**Description of the task:**
Among the lines listed below, count those that include the string "NonNull", and state only the count.

**Material for the task:**
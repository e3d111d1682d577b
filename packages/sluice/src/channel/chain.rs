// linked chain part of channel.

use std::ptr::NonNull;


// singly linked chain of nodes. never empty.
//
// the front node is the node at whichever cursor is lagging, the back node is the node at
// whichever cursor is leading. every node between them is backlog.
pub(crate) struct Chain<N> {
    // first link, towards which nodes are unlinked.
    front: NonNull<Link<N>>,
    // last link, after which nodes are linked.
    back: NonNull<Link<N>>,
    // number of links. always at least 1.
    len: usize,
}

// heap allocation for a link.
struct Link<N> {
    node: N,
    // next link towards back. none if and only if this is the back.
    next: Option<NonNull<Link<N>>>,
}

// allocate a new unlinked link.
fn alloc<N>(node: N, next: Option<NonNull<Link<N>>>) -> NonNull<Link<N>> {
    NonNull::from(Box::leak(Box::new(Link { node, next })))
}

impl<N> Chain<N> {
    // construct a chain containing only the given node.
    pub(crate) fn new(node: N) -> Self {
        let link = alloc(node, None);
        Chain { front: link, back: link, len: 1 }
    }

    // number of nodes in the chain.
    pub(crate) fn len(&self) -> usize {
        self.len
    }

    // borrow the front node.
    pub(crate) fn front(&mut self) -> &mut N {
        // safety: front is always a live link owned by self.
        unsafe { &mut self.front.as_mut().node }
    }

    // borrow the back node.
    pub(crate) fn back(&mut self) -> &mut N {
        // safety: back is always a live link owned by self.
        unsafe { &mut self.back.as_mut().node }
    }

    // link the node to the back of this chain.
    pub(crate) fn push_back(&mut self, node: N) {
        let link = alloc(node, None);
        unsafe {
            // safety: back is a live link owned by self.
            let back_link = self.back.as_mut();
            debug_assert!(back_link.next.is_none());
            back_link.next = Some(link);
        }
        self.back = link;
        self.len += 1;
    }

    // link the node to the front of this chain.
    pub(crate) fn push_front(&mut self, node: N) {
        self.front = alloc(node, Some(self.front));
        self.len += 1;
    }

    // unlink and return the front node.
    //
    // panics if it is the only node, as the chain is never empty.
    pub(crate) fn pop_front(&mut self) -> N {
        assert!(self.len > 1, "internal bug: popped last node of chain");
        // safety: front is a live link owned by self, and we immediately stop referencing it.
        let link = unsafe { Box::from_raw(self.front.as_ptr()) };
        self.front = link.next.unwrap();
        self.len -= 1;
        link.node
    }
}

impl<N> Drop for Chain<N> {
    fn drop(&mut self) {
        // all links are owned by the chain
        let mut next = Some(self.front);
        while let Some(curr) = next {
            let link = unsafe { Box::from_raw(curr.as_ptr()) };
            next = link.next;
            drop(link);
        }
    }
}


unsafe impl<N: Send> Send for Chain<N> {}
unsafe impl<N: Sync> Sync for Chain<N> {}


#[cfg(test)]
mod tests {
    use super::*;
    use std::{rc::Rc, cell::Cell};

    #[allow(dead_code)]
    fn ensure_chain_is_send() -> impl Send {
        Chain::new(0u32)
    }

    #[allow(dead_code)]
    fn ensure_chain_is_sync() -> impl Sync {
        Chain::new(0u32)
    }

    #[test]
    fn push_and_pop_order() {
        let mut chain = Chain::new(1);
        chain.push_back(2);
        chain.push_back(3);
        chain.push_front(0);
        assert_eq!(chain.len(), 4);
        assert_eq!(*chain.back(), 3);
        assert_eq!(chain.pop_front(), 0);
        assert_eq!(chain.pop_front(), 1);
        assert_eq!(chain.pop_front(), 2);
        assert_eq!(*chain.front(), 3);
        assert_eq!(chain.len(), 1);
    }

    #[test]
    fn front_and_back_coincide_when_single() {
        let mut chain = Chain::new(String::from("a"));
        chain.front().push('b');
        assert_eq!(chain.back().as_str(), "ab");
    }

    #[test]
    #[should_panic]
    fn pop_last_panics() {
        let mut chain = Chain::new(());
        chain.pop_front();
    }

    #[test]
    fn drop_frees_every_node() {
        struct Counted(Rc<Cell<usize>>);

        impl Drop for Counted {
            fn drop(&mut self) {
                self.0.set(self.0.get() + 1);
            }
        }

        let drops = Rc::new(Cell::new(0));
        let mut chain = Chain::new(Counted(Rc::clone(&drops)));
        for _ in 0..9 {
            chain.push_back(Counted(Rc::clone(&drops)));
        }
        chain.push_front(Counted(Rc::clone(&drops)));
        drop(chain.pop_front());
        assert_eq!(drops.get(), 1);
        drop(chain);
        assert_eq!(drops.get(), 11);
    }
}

--

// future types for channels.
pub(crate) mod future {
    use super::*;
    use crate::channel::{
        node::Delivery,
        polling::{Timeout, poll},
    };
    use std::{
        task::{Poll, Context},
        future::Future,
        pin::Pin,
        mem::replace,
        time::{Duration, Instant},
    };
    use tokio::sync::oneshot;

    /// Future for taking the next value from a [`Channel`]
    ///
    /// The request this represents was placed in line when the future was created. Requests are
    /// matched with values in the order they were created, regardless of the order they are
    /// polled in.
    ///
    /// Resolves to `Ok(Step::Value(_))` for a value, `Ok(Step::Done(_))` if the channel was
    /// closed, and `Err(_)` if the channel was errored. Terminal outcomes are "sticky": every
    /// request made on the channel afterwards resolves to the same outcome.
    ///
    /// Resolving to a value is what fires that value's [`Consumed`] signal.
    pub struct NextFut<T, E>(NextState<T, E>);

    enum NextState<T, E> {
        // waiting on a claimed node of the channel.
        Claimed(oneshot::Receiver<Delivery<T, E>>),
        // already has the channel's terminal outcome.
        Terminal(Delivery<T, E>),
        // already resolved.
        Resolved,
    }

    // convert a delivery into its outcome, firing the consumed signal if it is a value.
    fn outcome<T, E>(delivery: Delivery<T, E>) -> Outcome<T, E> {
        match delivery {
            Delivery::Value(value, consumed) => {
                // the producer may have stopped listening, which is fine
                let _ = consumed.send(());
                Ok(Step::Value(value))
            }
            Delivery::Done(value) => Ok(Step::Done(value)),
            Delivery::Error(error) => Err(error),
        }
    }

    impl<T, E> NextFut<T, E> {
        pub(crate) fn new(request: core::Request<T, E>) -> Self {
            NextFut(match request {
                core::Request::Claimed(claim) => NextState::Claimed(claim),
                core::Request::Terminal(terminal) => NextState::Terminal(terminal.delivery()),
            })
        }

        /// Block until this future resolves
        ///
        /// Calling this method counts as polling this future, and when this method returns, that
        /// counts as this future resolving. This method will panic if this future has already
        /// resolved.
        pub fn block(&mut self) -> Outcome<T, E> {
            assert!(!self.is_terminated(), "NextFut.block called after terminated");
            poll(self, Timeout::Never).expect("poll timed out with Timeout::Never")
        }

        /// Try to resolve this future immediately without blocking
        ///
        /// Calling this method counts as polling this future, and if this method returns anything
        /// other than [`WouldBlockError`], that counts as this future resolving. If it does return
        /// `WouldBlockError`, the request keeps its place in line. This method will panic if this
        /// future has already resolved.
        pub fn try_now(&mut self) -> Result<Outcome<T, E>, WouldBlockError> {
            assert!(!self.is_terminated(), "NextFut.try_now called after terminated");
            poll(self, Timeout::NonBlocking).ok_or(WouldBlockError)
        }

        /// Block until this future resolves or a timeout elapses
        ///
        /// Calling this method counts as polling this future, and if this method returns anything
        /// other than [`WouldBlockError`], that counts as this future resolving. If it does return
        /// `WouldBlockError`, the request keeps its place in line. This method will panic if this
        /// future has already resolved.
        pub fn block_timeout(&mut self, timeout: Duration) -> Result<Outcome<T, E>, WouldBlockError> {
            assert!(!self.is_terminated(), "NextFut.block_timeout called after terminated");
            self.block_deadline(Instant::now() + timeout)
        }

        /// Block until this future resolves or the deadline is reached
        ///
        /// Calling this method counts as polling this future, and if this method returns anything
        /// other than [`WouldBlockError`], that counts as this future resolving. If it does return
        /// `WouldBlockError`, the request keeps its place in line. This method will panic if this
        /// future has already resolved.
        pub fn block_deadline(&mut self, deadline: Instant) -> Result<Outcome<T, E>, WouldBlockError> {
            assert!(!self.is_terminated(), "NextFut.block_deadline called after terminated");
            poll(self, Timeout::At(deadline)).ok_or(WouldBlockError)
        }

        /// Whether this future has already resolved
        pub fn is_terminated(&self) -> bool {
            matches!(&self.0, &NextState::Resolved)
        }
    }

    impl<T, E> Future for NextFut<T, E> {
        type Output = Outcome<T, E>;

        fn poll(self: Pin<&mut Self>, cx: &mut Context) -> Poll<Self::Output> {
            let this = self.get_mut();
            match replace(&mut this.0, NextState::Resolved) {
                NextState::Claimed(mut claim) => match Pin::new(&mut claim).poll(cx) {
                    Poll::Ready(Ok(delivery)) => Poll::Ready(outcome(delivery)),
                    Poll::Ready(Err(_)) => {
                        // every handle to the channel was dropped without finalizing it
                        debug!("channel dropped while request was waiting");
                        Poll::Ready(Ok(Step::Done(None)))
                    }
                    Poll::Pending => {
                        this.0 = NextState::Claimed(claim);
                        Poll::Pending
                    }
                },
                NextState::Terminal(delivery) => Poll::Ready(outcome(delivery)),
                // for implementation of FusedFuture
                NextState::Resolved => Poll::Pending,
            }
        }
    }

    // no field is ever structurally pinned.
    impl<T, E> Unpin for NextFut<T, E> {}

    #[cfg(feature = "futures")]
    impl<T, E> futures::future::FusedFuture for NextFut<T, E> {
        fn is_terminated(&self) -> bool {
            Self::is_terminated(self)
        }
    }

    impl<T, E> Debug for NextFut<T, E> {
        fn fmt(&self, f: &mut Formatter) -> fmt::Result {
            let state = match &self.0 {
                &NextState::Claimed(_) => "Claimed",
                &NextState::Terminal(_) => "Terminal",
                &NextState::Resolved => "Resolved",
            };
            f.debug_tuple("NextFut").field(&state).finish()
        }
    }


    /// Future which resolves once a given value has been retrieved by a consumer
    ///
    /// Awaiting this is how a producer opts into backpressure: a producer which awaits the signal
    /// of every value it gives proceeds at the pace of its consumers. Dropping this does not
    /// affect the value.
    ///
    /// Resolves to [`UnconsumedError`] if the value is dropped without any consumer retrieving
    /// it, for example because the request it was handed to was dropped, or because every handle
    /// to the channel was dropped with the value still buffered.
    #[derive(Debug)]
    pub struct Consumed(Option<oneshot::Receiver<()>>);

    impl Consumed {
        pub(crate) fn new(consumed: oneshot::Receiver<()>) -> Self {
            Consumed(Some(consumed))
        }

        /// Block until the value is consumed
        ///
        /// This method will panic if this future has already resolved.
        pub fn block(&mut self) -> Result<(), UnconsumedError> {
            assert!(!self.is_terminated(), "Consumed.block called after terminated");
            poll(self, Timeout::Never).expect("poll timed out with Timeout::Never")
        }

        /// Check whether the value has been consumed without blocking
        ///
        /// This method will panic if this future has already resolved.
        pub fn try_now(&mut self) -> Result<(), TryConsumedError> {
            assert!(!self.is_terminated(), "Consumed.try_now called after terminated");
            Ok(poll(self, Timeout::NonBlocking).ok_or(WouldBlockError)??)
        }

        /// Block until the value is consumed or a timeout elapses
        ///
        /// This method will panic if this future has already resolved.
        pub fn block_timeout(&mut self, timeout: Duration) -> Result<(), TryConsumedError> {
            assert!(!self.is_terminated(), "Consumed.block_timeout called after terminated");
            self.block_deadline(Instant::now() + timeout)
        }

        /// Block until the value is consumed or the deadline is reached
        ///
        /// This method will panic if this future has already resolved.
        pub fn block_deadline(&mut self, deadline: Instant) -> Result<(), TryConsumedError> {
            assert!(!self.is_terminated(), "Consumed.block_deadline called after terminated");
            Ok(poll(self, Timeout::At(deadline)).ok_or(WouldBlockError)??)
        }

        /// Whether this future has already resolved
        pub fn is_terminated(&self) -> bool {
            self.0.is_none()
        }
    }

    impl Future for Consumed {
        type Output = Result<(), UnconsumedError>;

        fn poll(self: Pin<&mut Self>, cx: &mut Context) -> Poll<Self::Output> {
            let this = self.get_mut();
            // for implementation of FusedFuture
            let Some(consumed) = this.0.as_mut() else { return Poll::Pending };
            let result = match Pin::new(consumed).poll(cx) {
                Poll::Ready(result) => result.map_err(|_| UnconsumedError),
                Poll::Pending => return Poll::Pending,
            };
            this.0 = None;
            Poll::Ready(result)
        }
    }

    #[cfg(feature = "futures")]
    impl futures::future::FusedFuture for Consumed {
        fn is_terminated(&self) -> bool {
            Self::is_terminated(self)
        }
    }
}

**Output of the task:**
6